U.S. Sen. Pat Roberts has seen the future of health care and finds it ominous. Crippling costs for American families. Rationing of medical care. Daunting regulations.
According to Roberts, these ills and more will become the scary reality unless he and his fellow Republicans and a few brave Democrats beat down health care reform.
And so this week, Roberts cast two robust "no" votes when the Senate Finance Committee voted on amendments calling for a public health insurance option. He's already stated he will oppose the entire compromise health care bill offered by Democratic committee Chairman Max Baucus.
This surprises no one. The senator from Kansas never strays far from the GOP fold. To be fair, most of his constituents don't want him to.
But I'm looking at Roberts' reasons for opposing the bill and I'm wondering: Where has he been all these years?
"Despite the rhetoric, the reality is this proposal passes billions of dollars of higher health care costs on to American families and individuals through higher taxes, euphemistically called 'fees,' on insurers, labs and medical device manufacturers," Roberts said recently.
It's true that the Baucus bill proposes fees that insurers and providers would undoubtedly pass on to consumers.
But the average health insurance premium for Kansas families nearly doubled from 2000 to 2009, rising from $6,237 to $12,397, according to Families USA, a research and advocacy group. Health costs increased four times as fast as earnings, and I don't recall an outcry from the senator.
Likewise, Roberts wants to prevent the government from researching which treatments work best and recommending cost-effective options.
He calls such research a step toward rationing. But in 2001 Roberts voted against a consumer protection bill that would have stopped insurers from instructing doctors not to tell patients about their full range of treatment options. Is that not rationing?
Roberts' objections — expressed elegantly in news releases and in Senate hearings — highlight a striking contradiction.

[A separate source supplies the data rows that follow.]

//! Level export.
//!
//! Objects that are not trackparts are written first, each with a full
//! placement. Trackparts follow, ordered by sequence then position; only the
//! first part of each sequence carries a placement, the game chains the rest.

use madtracks_ini::{IniFile, Section, Value};
use madtracks_math::{euler_to_direction_vectors, to_game_axis, to_game_coord, Vec3};
use serde::{Deserialize, Serialize};
use tracing::debug;

/// Position of a trackpart in its sequence.
#[derive(Debug, Clone, Copy, PartialEq, Eq, PartialOrd, Ord, Hash, Serialize, Deserialize)]
pub struct SequenceSlot {
    /// Sequence index.
    pub sequence_index: usize,
    /// Position in the sequence, from 0.
    pub position_in_sequence: usize,
}

/// A host scene object to write to a level file.
#[derive(Debug, Clone, PartialEq, Serialize, Deserialize)]
pub struct ExportObject {
    /// Object name. For raw geometry, the mesh file name.
    pub name: String,
    /// Descriptor filename, if the object is a descriptor instance.
    #[serde(default)]
    pub descriptor: Option<String>,
    /// Sequence slot, if the object is a trackpart.
    #[serde(default)]
    pub trackpart: Option<SequenceSlot>,
    /// Location, host space.
    pub location: Vec3,
    /// Euler XYZ rotation, radians, host space.
    pub rotation_euler: Vec3,
}

impl ExportObject {
    /// Section name and `Filename` value of this object.
    pub fn section_name(&self) -> String {
        match &self.descriptor {
            Some(descriptor) => descriptor.clone(),
            None => {
                let stem = self.name.split(".ldo").next().unwrap_or(&self.name);
                format!("geometry/{stem}.ldo")
            }
        }
    }

    fn carries_placement(&self) -> bool {
        self.trackpart.map_or(true, |slot| slot.position_in_sequence == 0)
    }

    fn to_section(&self, scale: f64) -> Section {
        let name = self.section_name();
        let mut section = Section::new(name.clone());
        if self.carries_placement() {
            let (at, up) = euler_to_direction_vectors(&self.rotation_euler);
            section = section
                .with("Position", tuple(to_game_coord(&self.location, scale)))
                .with("DirectionAT", tuple(to_game_axis(&at)))
                .with("DirectionUp", tuple(to_game_axis(&up)));
        }
        section.with("Filename", Value::String(name))
    }
}

fn tuple(v: Vec3) -> Value {
    Value::Tuple(v.iter().copied().collect())
}

/// Build the level file for `objects`. Host positions are divided by `scale`.
pub fn export_level(objects: &[ExportObject], scale: f64) -> IniFile {
    let mut trackparts: Vec<(SequenceSlot, &ExportObject)> = objects
        .iter()
        .filter_map(|o| o.trackpart.map(|slot| (slot, o)))
        .collect();
    trackparts.sort_by_key(|(slot, _)| *slot);

    let sections: Vec<Section> = objects
        .iter()
        .filter(|o| o.trackpart.is_none())
        .chain(trackparts.into_iter().map(|(_, o)| o))
        .map(|o| o.to_section(scale))
        .collect();

    debug!(sections = sections.len(), "exported level");
    IniFile { sections }
}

Like others, he is dead set against government-imposed costs and controls. Yet he seems perfectly OK with soaring costs and restrictions imposed by insurers.
The senator's proposed reforms — limiting malpractice lawsuits, income-based tax credits to buy insurance, fewer regulations on insurance companies — are boilerplate conservative solutions. They don't try to hold down rising costs or protect consumers in a profit-driven insurance marketplace.
"I hear from Kansans all the time who wonder why it is necessary to completely and radically change our system of health care in order to gain insurance coverage for a relatively small number of uninsured Americans," Roberts said.
I'm sure he does. I hear from those people too.
But is he listening to the people forced by medical debt into foreclosures and bankruptcies, even though they work and have health insurance?
Researchers for the Topeka-based Kansas Health Institute found that, over a four-year period, half a million insured Kansans decided to postpone or forgo medical treatment because of cost. Is Roberts hearing from them?
A week or so ago, the senator spoke in favor of an amendment that would have required the final language of the Baucus bill to be posted on the Internet for 72 hours before the committee could vote.
His reason? So "the people that the providers have hired to keep up with all of the legislation that we pass around here (read, lobbyists) could contact senators and say, 'Have you considered this?'"
Give the senator points for candor. It's pretty clear who has his ear.